Maka dibutuhkan sebuah CT yang mengubah representasi nilai aktual
2000A di lapangan menjadi 5A sehingga terbaca oleh alat ukur.
CT umumnya selain
digunakan sebagai media pembacaan juga digunakan dalam sistem
proteksi sistem tenaga listrik. Sistem proteksi dalam sistem tenaga
listrik sangatlah kompleks sehingga CT itu sendiri dibuat dengan
spesifikasi dan kelas yang bervariatif sesuai dengan kebituhan sistem
yang ada.
Spesifikasi pada CT
antara lain:
- Ratio CT, rasio CT merupakan spesifikasi dasar yang harus ada pada CT, dimana representasi nilai arus yang ada di lapangan di hitung dari besarnya rasio CT. Misal CT dengan rasio 2000/5A, nilai yang terukur di skunder CT adalah 2.5A, maka nilai aktual arus yang mengalir di penghantar adalah 1000A. Kesalahan rasio ataupun besarnya presentasi error (%err.) dapat berdampak pada besarnya kesalahan pembacaan di alat ukur, kesalahan penghitungan tarif, dan kesalahan operasi sistem proteksi.
- Burden atau nilai maksimum daya (dalam satuan VA) yang mampu dipikul oleh CT. Nilai daya ini harus lebih besar dari nilai yang terukur dari terminal skunder CT sampai dengan koil relay proteksi yang dikerjakan. Apabila lebih kecil, maka relay proteksi tidak akan bekerja untuk mengetripkan CB/PMT apabila terjadi gangguan.
- Class, kelas CT menentukan untuk sistem proteksi jenis apakah core CT tersebut. Misal untuk proteksi arus lebih digunakan kelas 5P20, untuk kelas tarif metering digunakan kelas 0.2 atau 0.5, untuk sistem proteksi busbar digunakan Class X atau PX.
- Kneepoint, adalah titik saturasi/jenuh saat CT melakukan excitasi tegangan.
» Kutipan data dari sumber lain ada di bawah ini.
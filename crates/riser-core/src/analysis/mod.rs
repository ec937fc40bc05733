//! Per-interval analysis: density estimation and probable ranges.
//!
//! Runs once resampling has filled every pool. Each interval is independent,
//! so intervals are analyzed on their own scoped threads.

use riser_config::AnalysisSettings;
use riser_math::{
    estimate_density, numeric, summarize, DensityError, DensityOptions, PdfTable, RangeError,
    RangeMethod, RangeSummary,
};
use serde::Serialize;
use thiserror::Error;

use crate::logging::{event_names, Stage};
use crate::resample::RatePools;

#[derive(Debug, Error)]
pub enum AnalysisError {
    #[error("density estimation failed for interval {interval}: {source}")]
    Density {
        interval: String,
        #[source]
        source: DensityError,
    },

    #[error("range analysis failed for interval {interval}: {source}")]
    Range {
        interval: String,
        #[source]
        source: RangeError,
    },

    #[error("analysis of interval {interval} panicked")]
    WorkerFailed { interval: String },

    #[error("{labels} interval labels for {pools} pools")]
    LabelMismatch { labels: usize, pools: usize },
}

/// Point estimates of an output PDF.
#[derive(Debug, Clone, Copy, PartialEq, Serialize)]
pub struct PdfStats {
    pub mean: f64,
    pub median: f64,
    pub mode: f64,
    pub min: f64,
    pub max: f64,
}

impl PdfStats {
    pub fn of(pdf: &PdfTable) -> Self {
        Self {
            mean: pdf.mean(),
            median: pdf.median(),
            mode: pdf.mode(),
            min: pdf.min(),
            max: pdf.max(),
        }
    }
}

/// Summary of the raw accepted rates for one interval.
#[derive(Debug, Clone, Copy, PartialEq, Serialize)]
pub struct SampleStats {
    pub count: usize,
    pub mean: f64,
    pub std_dev: f64,
}

impl SampleStats {
    pub fn of(samples: &[f64]) -> Self {
        Self {
            count: samples.len(),
            mean: numeric::mean(samples),
            std_dev: numeric::sample_std(samples),
        }
    }
}

/// Everything reported about one interval.
#[derive(Debug, Clone, PartialEq, Serialize)]
pub struct IntervalReport {
    pub index: usize,
    pub label: String,
    pub samples: SampleStats,
    pub stats: PdfStats,
    pub ranges: Vec<RangeSummary>,
    #[serde(skip)]
    pub pdf: PdfTable,
}

/// Expand a configured method into the list of summaries to compute.
pub fn methods_for(method: RangeMethod, both: bool) -> Vec<RangeMethod> {
    if both {
        vec![RangeMethod::Iqr, RangeMethod::Hpd]
    } else {
        vec![method]
    }
}

/// Compute the requested range summaries for an already-built PDF.
pub fn analyze_pdf(
    pdf: &PdfTable,
    mass: f64,
    methods: &[RangeMethod],
    resolution: u32,
) -> Result<Vec<RangeSummary>, RangeError> {
    methods
        .iter()
        .map(|&method| summarize(pdf, method, mass, resolution))
        .collect()
}

fn analyze_interval(
    index: usize,
    label: &str,
    samples: &[f64],
    density: &DensityOptions,
    analysis: &AnalysisSettings,
    methods: &[RangeMethod],
) -> Result<IntervalReport, AnalysisError> {
    let pdf = estimate_density(samples, density).map_err(|source| AnalysisError::Density {
        interval: label.to_string(),
        source,
    })?;
    tracing::debug!(
        target: event_names::DENSITY_ESTIMATED,
        stage = %Stage::Estimate,
        interval = label,
        points = pdf.points(),
        "density estimated"
    );

    let ranges = analyze_pdf(&pdf, analysis.mass, methods, analysis.hpd_resolution).map_err(
        |source| AnalysisError::Range {
            interval: label.to_string(),
            source,
        },
    )?;
    tracing::debug!(
        target: event_names::RANGES_COMPUTED,
        stage = %Stage::Analyze,
        interval = label,
        summaries = ranges.len(),
        "ranges computed"
    );

    Ok(IntervalReport {
        index,
        label: label.to_string(),
        samples: SampleStats::of(samples),
        stats: PdfStats::of(&pdf),
        ranges,
        pdf,
    })
}

/// Estimate a density and summarize ranges for every pool.
///
/// `labels` names the intervals in pool order. Reports come back in the same
/// order regardless of which thread finishes first.
pub fn analyze_pools(
    labels: &[String],
    pools: &RatePools,
    density: &DensityOptions,
    analysis: &AnalysisSettings,
    methods: &[RangeMethod],
) -> Result<Vec<IntervalReport>, AnalysisError> {
    if labels.len() != pools.interval_count() {
        return Err(AnalysisError::LabelMismatch {
            labels: labels.len(),
            pools: pools.interval_count(),
        });
    }

    std::thread::scope(|scope| {
        let handles: Vec<_> = labels
            .iter()
            .zip(pools.iter())
            .enumerate()
            .map(|(index, (label, samples))| {
                let handle = scope.spawn(move || {
                    analyze_interval(index, label, samples, density, analysis, methods)
                });
                (label, handle)
            })
            .collect();

        handles
            .into_iter()
            .map(|(label, handle)| {
                handle.join().unwrap_or_else(|_| {
                    Err(AnalysisError::WorkerFailed {
                        interval: label.clone(),
                    })
                })
            })
            .collect()
    })
}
Umumnya proteksi busbar menggunakan tegangan sebagai penggerak koilnya. Tegangan dapat dihasilkan oleh CT ketika skunder CT diberikan impedansi seperti yang tertera pada Hukum Ohm. Kneepoint hanya terdapat pada CT dengan Class X atau PX. Besarnya tegangan kneepoint bisa mencapai 2000Volt, dan tentu saja besarnya kneepoint tergantung dari nilai atau desain yang diinginkan.
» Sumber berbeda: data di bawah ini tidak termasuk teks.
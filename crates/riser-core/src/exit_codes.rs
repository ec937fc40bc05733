//! Exit codes for the `riser` CLI.
//!
//! Exit codes communicate the outcome without requiring output parsing.
//!
//! Exit code ranges:
//! - 0-9: Success/operational outcomes
//! - 10-19: User/input errors (recoverable by user action)
//! - 20-29: Internal errors

/// Exit codes for riser operations.
///
/// These codes are a stable contract for automation.
#[derive(Debug, Clone, Copy, PartialEq, Eq)]
#[repr(i32)]
pub enum ExitCode {
    /// Success.
    Clean = 0,

    /// Resampling hit the iteration cap before reaching the target count.
    ConvergenceFailed = 3,

    /// Invalid arguments or settings.
    ArgsError = 10,

    /// Input data rejected (malformed PDF file, marker list, parameters).
    InputError = 11,

    /// Internal error (bug - please report).
    InternalError = 20,

    /// I/O error.
    IoError = 21,
}

impl ExitCode {
    /// Convert to i32 for process exit.
    pub fn as_i32(self) -> i32 {
        self as i32
    }

    pub fn is_success(self) -> bool {
        self == ExitCode::Clean
    }

    /// Check if this exit code indicates an operational outcome (codes 0-9).
    pub fn is_operational(self) -> bool {
        (self as i32) < 10
    }

    /// Check if this exit code is a user/input error (codes 10-19).
    pub fn is_user_error(self) -> bool {
        let code = self as i32;
        (10..20).contains(&code)
    }

    /// Check if this exit code is an internal error (codes 20-29).
    pub fn is_internal_error(self) -> bool {
        (self as i32) >= 20
    }

    /// Get the code name as a string constant (for JSON output).
    pub fn code_name(&self) -> &'static str {
        match self {
            ExitCode::Clean => "OK",
            ExitCode::ConvergenceFailed => "ERR_CONVERGENCE",
            ExitCode::ArgsError => "ERR_ARGS",
            ExitCode::InputError => "ERR_INPUT",
            ExitCode::InternalError => "ERR_INTERNAL",
            ExitCode::IoError => "ERR_IO",
        }
    }
}

impl From<ExitCode> for i32 {
    fn from(code: ExitCode) -> Self {
        code as i32
    }
}

impl std::fmt::Display for ExitCode {
    fn fmt(&self, f: &mut std::fmt::Formatter<'_>) -> std::fmt::Result {
        write!(f, "{} ({})", self.code_name(), self.as_i32())
    }
}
- Secondary Winding Resistance (Rct), atau impedansi dalam CT. Impedansi dalam CT pada umumnya sangat kecil, namun pada Class X nilai ini ditentukan dan tidak boleh melebihi nilai yang tertera disana. Misal: <2.5Ohm, maka impedansi CT pada Class X tidak boleh lebih dari 2.5Ohm atau CT tersebut dikembalikan ke pabrik untuk dilakukan penggantian.
Berdasarkan kriteria
diatas, maka dapat dilakukan pengujian CT sebagai berikut:
Contoh-contoh
beserta uraian dalam artikel kali ini saya ambil dari
pengalaman-pengalaman saya melakukan SAT CT dan HV Equipments pada
Project: Cikarang Listrindo 4x60MW Gas Power Plant Project, Inalum
275kV OHL Prot’n Panel Replacement Project, dan 2x250MW Muara
Karang Gas Power Plant Project.
Ratio Test
Misal: Ratio CT = 2000/5A
Untuk melakukan
pengujian bahwa apakah benar nilai skunder CT tersebut apabila line
primer diberi arus sebesar 2000A adalah 5A, maka disini diperlukan
alat injeksi arus yang mampu mengalirkan arus sebesar 2000A. Tentu
saja alat ini sangat langka dan besar sekali.
Cara alternatif yang
biasa digunakan adalah dengan alat inject yang lebih kecil, misal
500A. Untuk mendapatkan nilai 2000A maka kita dapat membuat gulungan
atau
lilitan sebanyak 2000A/500A = 4 kali gulungan.
Tentu saja nilainya
tidaklah tepat seperti yang tertera pada kalkulator tapi setidaknya
nilai tersebut dapat tercapai. Metering ataupun instrument terpasang
harus menunjukkan nilai kurang-lebih 2000A.
Pada kasus umumnya
yang terjadi di lapangan, ternyata jenis alat test yang mampu
menghasilkan arus dalam jumlah yang besar ini cukup susah untuk
dicari (karena harganya mahal maka umumnya kami rental dari
temen-temen)
Di balik itu
ternyata banyak CT yang hasil pengukurannya tidak linear / atau tidak
berbanding lurus dengan rasio yang tertera. Dengan kata lain nilai
presentase error-reading-nya
bervariatif dan umumnya semakin kecil arus yang diberikan, presentase
error-reading-nya
semakin besar melampaui batas spesifikasi CT yang tertera pada
nameplate.
Padahal untuk beberapa sistem proteksi seperti Distance
Relay
menggunakan pembacaan parameter arus pada nilai yang rendah.